TASK TO COMPLETE: Scan the listing below for the string "Advanced" and copy each line where it turns up.
=======
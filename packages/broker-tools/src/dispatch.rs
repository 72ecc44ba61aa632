// ABOUTME: Routes a named tool call + typed/validated arguments to the Execution Coordinator
// ABOUTME: the single chokepoint both the REST API and the MCP transport call through

use broker_core::{BrokerError, Result};
use broker_coordinator::Coordinator;
use serde::de::DeserializeOwned;
use serde_json::Value;
use tracing::debug;

use crate::types::*;

/// Dispatches one named Tool Surface operation. `arguments` is the raw JSON
/// body of the call; it is parsed into the operation's typed request with
/// unknown fields rejected before the Coordinator ever sees it.
pub async fn dispatch(
    tool_name: &str,
    arguments: Value,
    user_id: &str,
    coordinator: &Coordinator,
) -> Result<Value> {
    debug!(tool = %tool_name, user_id = %user_id, "dispatching tool call");

    match tool_name {
        "create_sandbox" => {
            let req: CreateSandboxRequest = parse_arguments(arguments)?;
            let sandbox = coordinator.create_sandbox(user_id, req.name).await?;
            to_value(CreateSandboxResponse { id: sandbox.id })
        }

        "list_sandboxes" => {
            let sandboxes = coordinator.list_sandboxes(user_id).await?;
            let sandboxes = sandboxes
                .into_iter()
                .map(|s| SandboxSummary {
                    id: s.id,
                    name: s.name,
                    created_at: s.created_at,
                })
                .collect();
            to_value(ListSandboxesResponse { sandboxes })
        }

        "delete_sandbox" => {
            let req: DeleteSandboxRequest = parse_arguments(arguments)?;
            coordinator.delete_sandbox(user_id, &req.id).await?;
            to_value(DeleteSandboxResponse { ok: true })
        }

        "execute_python_code" => {
            let req: ExecutePythonCodeRequest = parse_arguments(arguments)?;
            let outcome = coordinator
                .execute_code(user_id, &req.sandbox_id, &req.code)
                .await?;
            to_value(ExecutePythonCodeResponse {
                stdout: outcome.stdout,
                stderr: outcome.stderr,
                file_links: outcome.file_links,
            })
        }

        "install_package_in_sandbox" => {
            let req: InstallPackageRequest = parse_arguments(arguments)?;
            let outcome = coordinator
                .install_package(user_id, &req.sandbox_id, &req.package_name)
                .await?;
            to_value(InstallPackageResponse {
                status: outcome.status.as_str(),
                record_id: outcome.record_id,
            })
        }

        "check_package_installation_status" => {
            let req: CheckPackageStatusRequest = parse_arguments(arguments)?;
            let outcome = coordinator
                .check_package_status(user_id, &req.sandbox_id, &req.package_name)
                .await?;
            let detail = if outcome.stderr_tail.is_empty() {
                outcome.stdout_tail
            } else {
                format!("{}\n{}", outcome.stdout_tail, outcome.stderr_tail)
            };
            to_value(CheckPackageStatusResponse {
                status: outcome.status.as_str(),
                detail,
            })
        }

        "execute_terminal_command" => {
            let req: ExecuteTerminalCommandRequest = parse_arguments(arguments)?;
            let outcome = coordinator
                .execute_terminal(user_id, &req.sandbox_id, &req.command)
                .await?;
            to_value(ExecuteTerminalCommandResponse {
                stdout: outcome.stdout,
                stderr: outcome.stderr,
                exit_code: outcome.exit_code,
            })
        }

        "upload_file_to_sandbox" => {
            let req: UploadFileRequest = parse_arguments(arguments)?;
            let outcome = coordinator
                .upload_file(
                    user_id,
                    &req.sandbox_id,
                    &req.local_file_path,
                    req.dest_path.as_deref(),
                )
                .await?;
            to_value(UploadFileResponse {
                path_in_container: outcome.path_in_container,
            })
        }

        other => Err(BrokerError::invalid_argument(format!("unknown tool: {other}"))),
    }
}

fn parse_arguments<T: DeserializeOwned>(arguments: Value) -> Result<T> {
    let arguments = if arguments.is_null() {
        serde_json::json!({})
    } else {
        arguments
    };
    serde_json::from_value(arguments)
        .map_err(|e| BrokerError::invalid_argument(format!("invalid arguments: {e}")))
}

fn to_value<T: serde::Serialize>(value: T) -> Result<Value> {
    serde_json::to_value(value).map_err(|e| BrokerError::internal(anyhow::anyhow!(e)))
}
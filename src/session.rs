//! The quiz session state machine.
//!
//! A session owns everything about one quiz attempt: the shuffled question
//! pool, the cursor into it, the running score and the answer log. It is
//! driven by exactly one caller at a time; `submit_answer` is a plain
//! read-modify-write with no internal locking, so callers behind a shared
//! boundary must serialize access per session themselves.

use std::fmt;

use rand::seq::SliceRandom;
use rand::{thread_rng, Rng};

use crate::data::{LoadError, QuestionSource};
use crate::models::{AnsweredEntry, Difficulty, QuestionRecord};

/// Caller misuse of the session API.
#[derive(Debug, Clone, PartialEq, Eq)]
pub enum SessionError {
    /// The operation is not valid in the session's current state.
    InvalidState(&'static str),
    /// `start` was asked for zero questions.
    ZeroCount,
}

impl fmt::Display for SessionError {
    fn fmt(&self, f: &mut fmt::Formatter<'_>) -> fmt::Result {
        match self {
            SessionError::InvalidState(detail) => write!(f, "invalid session state: {}", detail),
            SessionError::ZeroCount => write!(f, "a quiz needs at least one question"),
        }
    }
}

impl std::error::Error for SessionError {}

/// What a `start` call did.
#[derive(Debug, Clone, PartialEq, Eq)]
pub enum StartOutcome {
    /// A fresh pool was drawn; the session is in progress.
    Started,
    /// The requested configuration is already the held one; nothing changed.
    AlreadyActive,
    /// The source produced no questions. The session stays uninitialized;
    /// the cause is carried along for display when the source failed outright.
    NoQuestions(Option<LoadError>),
}

/// Progress of the held attempt.
#[derive(Debug, Clone, Copy, PartialEq, Eq)]
pub enum SessionState {
    Uninitialized,
    InProgress,
    Completed,
}

/// Final report for a completed attempt.
#[derive(Debug, Clone, PartialEq)]
pub struct Summary {
    pub score: usize,
    /// The count the user asked for, which is also the score denominator
    /// even when the bank was smaller than the request.
    pub requested_count: usize,
    /// `None` when there is no meaningful denominator.
    pub percentage: Option<f64>,
    pub log: Vec<AnsweredEntry>,
}

impl Summary {
    /// Entries answered incorrectly, in submission order.
    pub fn mistakes(&self) -> impl Iterator<Item = &AnsweredEntry> {
        self.log.iter().filter(|entry| !entry.is_correct())
    }
}

/// State of one quiz attempt.
///
/// The configuration is recorded only once a non-empty pool has been drawn,
/// so a start that found no questions leaves the session uninitialized and
/// the next start with the same configuration retries the load.
#[derive(Default)]
pub struct QuizSession {
    config: Option<(Difficulty, usize)>,
    pool: Vec<QuestionRecord>,
    index: usize,
    score: usize,
    log: Vec<AnsweredEntry>,
}
use ratatui::{
    prelude::*,
    widgets::{Block, Borders, Padding, Paragraph},
};

use crate::app::App;
use crate::session::Summary;

pub fn render(frame: &mut Frame, area: Rect, app: &App) {
    let Ok(summary) = app.session().summary() else {
        return;
    };

    let chunks = Layout::vertical([
        Constraint::Length(1),
        Constraint::Length(6),
        Constraint::Fill(1),
        Constraint::Length(2),
    ])
    .margin(1)
    .split(area);

    render_score_summary(frame, chunks[1], &summary);
    render_mistakes(frame, chunks[2], &summary, app.result_scroll());
    render_controls(frame, chunks[3]);
}

fn grade_color(percentage: f64) -> Color {
    match percentage as u32 {
        90..=100 => Color::Green,
        70..=89 => Color::Cyan,
        50..=69 => Color::Yellow,
        _ => Color::Red,
    }
}

fn render_score_summary(frame: &mut Frame, area: Rect, summary: &Summary) {
    let verdict = match summary.percentage {
        Some(percentage) => Line::from(Span::styled(
            format!(
                "{} / {}  ({:.2}%)",
                summary.score, summary.requested_count, percentage
            ),
            Style::default().fg(grade_color(percentage)).bold(),
        )),
        None => Line::from("No questions were available.".fg(Color::Yellow)),
    };

    let content = vec![
        Line::from(""),
        Line::from(Span::styled(
            "RESULTS",
            Style::default().fg(Color::Cyan).bold(),
        )),
        Line::from(""),
        verdict,
        Line::from(""),
    ];

    let widget = Paragraph::new(content).alignment(Alignment::Center).block(
        Block::default()
            .borders(Borders::BOTTOM)
            .border_style(Color::DarkGray),
    );
    frame.render_widget(widget, area);
}

fn render_mistakes(frame: &mut Frame, area: Rect, summary: &Summary, scroll: usize) {
    let mut lines: Vec<Line> = vec![
        Line::from(Span::styled(
            "Mistakes & Correct Answers",
            Style::default().fg(Color::White).bold(),
        )),
        Line::from(""),
    ];

    let mut mistakes = summary.mistakes().peekable();
    if mistakes.peek().is_none() {
        lines.push(Line::from("No mistakes.".fg(Color::Green)));
    }

    for entry in mistakes {
        lines.push(Line::from(vec![
            Span::styled(" - ", Style::default().fg(Color::Red)),
            Span::styled(entry.question.as_str(), Style::default().fg(Color::Gray)),
        ]));
        lines.push(Line::from(vec![
            Span::styled("   your answer: ", Style::default().fg(Color::DarkGray)),
            Span::styled(entry.selected.as_str(), Style::default().fg(Color::Red)),
            Span::styled("  ·  correct: ", Style::default().fg(Color::DarkGray)),
            Span::styled(entry.correct.as_str(), Style::default().fg(Color::Green)),
        ]));
        lines.push(Line::from(""));
    }

    let widget = Paragraph::new(lines)
        .block(Block::default().padding(Padding::horizontal(1)))
        .scroll((scroll as u16, 0));
    frame.render_widget(widget, area);
}

fn render_controls(frame: &mut Frame, area: Rect) {
    let widget = Paragraph::new("j/k scroll  ·  r restart  ·  q quit")
        .alignment(Alignment::Center)
        .fg(Color::DarkGray);
    frame.render_widget(widget, area);
}
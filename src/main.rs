use std::path::PathBuf;

use clap::Parser;
use stock_quiz::{Difficulty, Quiz};

#[derive(Parser, Debug)]
#[command(version, about, long_about = None)]
struct Args {
    /// Directory holding the per-difficulty question bank files
    #[arg(short, long, default_value = "questions")]
    questions: PathBuf,

    /// Difficulty tier preselected on the welcome screen
    #[arg(short, long, value_enum, default_value_t = Difficulty::Beginner)]
    difficulty: Difficulty,

    /// Number of questions preselected on the welcome screen (5-50)
    #[arg(short, long, default_value_t = 5)]
    count: usize,
}

fn main() {
    let args = Args::parse();
    let quiz = Quiz::new(args.questions, args.difficulty, args.count);

    if let Err(e) = quiz.run() {
        eprintln!("Error running quiz: {}", e);
        std::process::exit(1);
    }
}
mod question;

pub use question::{AnsweredEntry, AppState, Difficulty, QuestionRecord};
//! File-backed question source.
//!
//! Each difficulty tier maps to one JSON file inside the bank directory.
//! The loader reads the full bank in file order; shuffling and truncation
//! belong to the session, not here.

use std::fmt;
use std::fs;
use std::io;
use std::path::{Path, PathBuf};

use crate::models::{Difficulty, QuestionRecord};

/// Failure to produce a question bank.
#[derive(Debug, Clone, PartialEq, Eq)]
pub enum LoadError {
    /// The bank file for the requested tier does not exist.
    NotFound(PathBuf),
    /// The bank file exists but does not hold valid question records.
    Format { path: PathBuf, message: String },
}

impl fmt::Display for LoadError {
    fn fmt(&self, f: &mut fmt::Formatter<'_>) -> fmt::Result {
        match self {
            LoadError::NotFound(path) => write!(f, "file '{}' not found", path.display()),
            LoadError::Format { path, message } => {
                write!(f, "invalid question bank '{}': {}", path.display(), message)
            }
        }
    }
}

impl std::error::Error for LoadError {}

/// Anything that can hand the session a bank of questions for a tier.
pub trait QuestionSource {
    /// Returns the full bank in source order, or why it is unavailable.
    fn load(&self, difficulty: Difficulty) -> Result<Vec<QuestionRecord>, LoadError>;
}

/// Question source reading the fixed tier-to-file table under one directory.
pub struct FileQuestionSource {
    dir: PathBuf,
}

impl FileQuestionSource {
    pub fn new<P: AsRef<Path>>(dir: P) -> Self {
        Self {
            dir: dir.as_ref().to_path_buf(),
        }
    }

    pub fn bank_path(&self, difficulty: Difficulty) -> PathBuf {
        self.dir.join(difficulty.bank_file())
    }
}

impl QuestionSource for FileQuestionSource {
    fn load(&self, difficulty: Difficulty) -> Result<Vec<QuestionRecord>, LoadError> {
        let path = self.bank_path(difficulty);

        let contents = fs::read_to_string(&path).map_err(|err| match err.kind() {
            io::ErrorKind::NotFound => LoadError::NotFound(path.clone()),
            _ => LoadError::Format {
                path: path.clone(),
                message: err.to_string(),
            },
        })?;

        let records: Vec<QuestionRecord> =
            serde_json::from_str(&contents).map_err(|err| LoadError::Format {
                path: path.clone(),
                message: err.to_string(),
            })?;

        for record in &records {
            record.validate().map_err(|message| LoadError::Format {
                path: path.clone(),
                message,
            })?;
        }

        Ok(records)
    }
}
mod loader;

pub use loader::{FileQuestionSource, LoadError, QuestionSource};
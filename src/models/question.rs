use std::fmt;

use clap::ValueEnum;
use serde::Deserialize;

/// Question bank tier. Each tier is backed by its own JSON file.
#[derive(Clone, Copy, Debug, PartialEq, Eq, Hash, ValueEnum)]
pub enum Difficulty {
    Beginner,
    Intermediate,
    Advanced,
}

impl Difficulty {
    pub const ALL: [Difficulty; 3] = [
        Difficulty::Beginner,
        Difficulty::Intermediate,
        Difficulty::Advanced,
    ];

    /// File name of the bank backing this tier.
    pub fn bank_file(self) -> &'static str {
        match self {
            Difficulty::Beginner => "beginner_questions.json",
            Difficulty::Intermediate => "intermediate_questions.json",
            Difficulty::Advanced => "advanced_questions.json",
        }
    }
}

impl fmt::Display for Difficulty {
    fn fmt(&self, f: &mut fmt::Formatter<'_>) -> fmt::Result {
        let name = match self {
            Difficulty::Beginner => "Beginner",
            Difficulty::Intermediate => "Intermediate",
            Difficulty::Advanced => "Advanced",
        };
        f.write_str(name)
    }
}

pub const MIN_OPTIONS: usize = 2;
pub const MAX_OPTIONS: usize = 4;

#[derive(Clone, Debug, PartialEq, Eq, Deserialize)]
pub struct QuestionRecord {
    pub question: String,
    pub options: Vec<String>,
    pub correct_answer: String,
}

impl QuestionRecord {
    /// Checks the record shape once at load time: 2-4 distinct options, and
    /// a correct answer that is one of them.
    pub fn validate(&self) -> Result<(), String> {
        let count = self.options.len();
        if !(MIN_OPTIONS..=MAX_OPTIONS).contains(&count) {
            return Err(format!(
                "expected {} to {} options, got {}",
                MIN_OPTIONS, MAX_OPTIONS, count
            ));
        }

        for (index, option) in self.options.iter().enumerate() {
            if self.options[..index].contains(option) {
                return Err(format!("duplicate option {:?}", option));
            }
        }

        if !self.options.contains(&self.correct_answer) {
            return Err(format!(
                "correct answer {:?} is not one of the options",
                self.correct_answer
            ));
        }

        Ok(())
    }
}

/// One submitted answer. Recorded at submission time, never mutated after.
#[derive(Clone, Debug, PartialEq, Eq)]
pub struct AnsweredEntry {
    pub question: String,
    pub selected: String,
    pub correct: String,
}

impl AnsweredEntry {
    pub fn is_correct(&self) -> bool {
        self.selected == self.correct
    }
}

/// Which screen the app is showing.
#[derive(Clone, Copy, Debug, PartialEq, Eq)]
pub enum AppState {
    Welcome,
    Quiz,
    Result,
}
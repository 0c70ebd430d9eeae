use std::io::{self, Stdout};
use std::panic;

use crossterm::execute;
use crossterm::terminal::{
    disable_raw_mode, enable_raw_mode, EnterAlternateScreen, LeaveAlternateScreen,
};
use ratatui::{backend::CrosstermBackend, Terminal};

pub type AppTerminal = Terminal<CrosstermBackend<Stdout>>;

/// Puts the terminal into raw mode on the alternate screen. The panic hook
/// restores the terminal first so the panic message stays readable.
pub fn init() -> io::Result<AppTerminal> {
    let hook = panic::take_hook();
    panic::set_hook(Box::new(move |info| {
        let _ = restore();
        hook(info);
    }));

    enable_raw_mode()?;
    execute!(io::stdout(), EnterAlternateScreen)?;
    Terminal::new(CrosstermBackend::new(io::stdout()))
}

pub fn restore() -> io::Result<()> {
    disable_raw_mode()?;
    execute!(io::stdout(), LeaveAlternateScreen)?;
    Ok(())
}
=======
WRITTEN RESPONSE:
    Advanced,
        Difficulty::Advanced,
            Difficulty::Advanced => "advanced_questions.json",
            Difficulty::Advanced => "Advanced",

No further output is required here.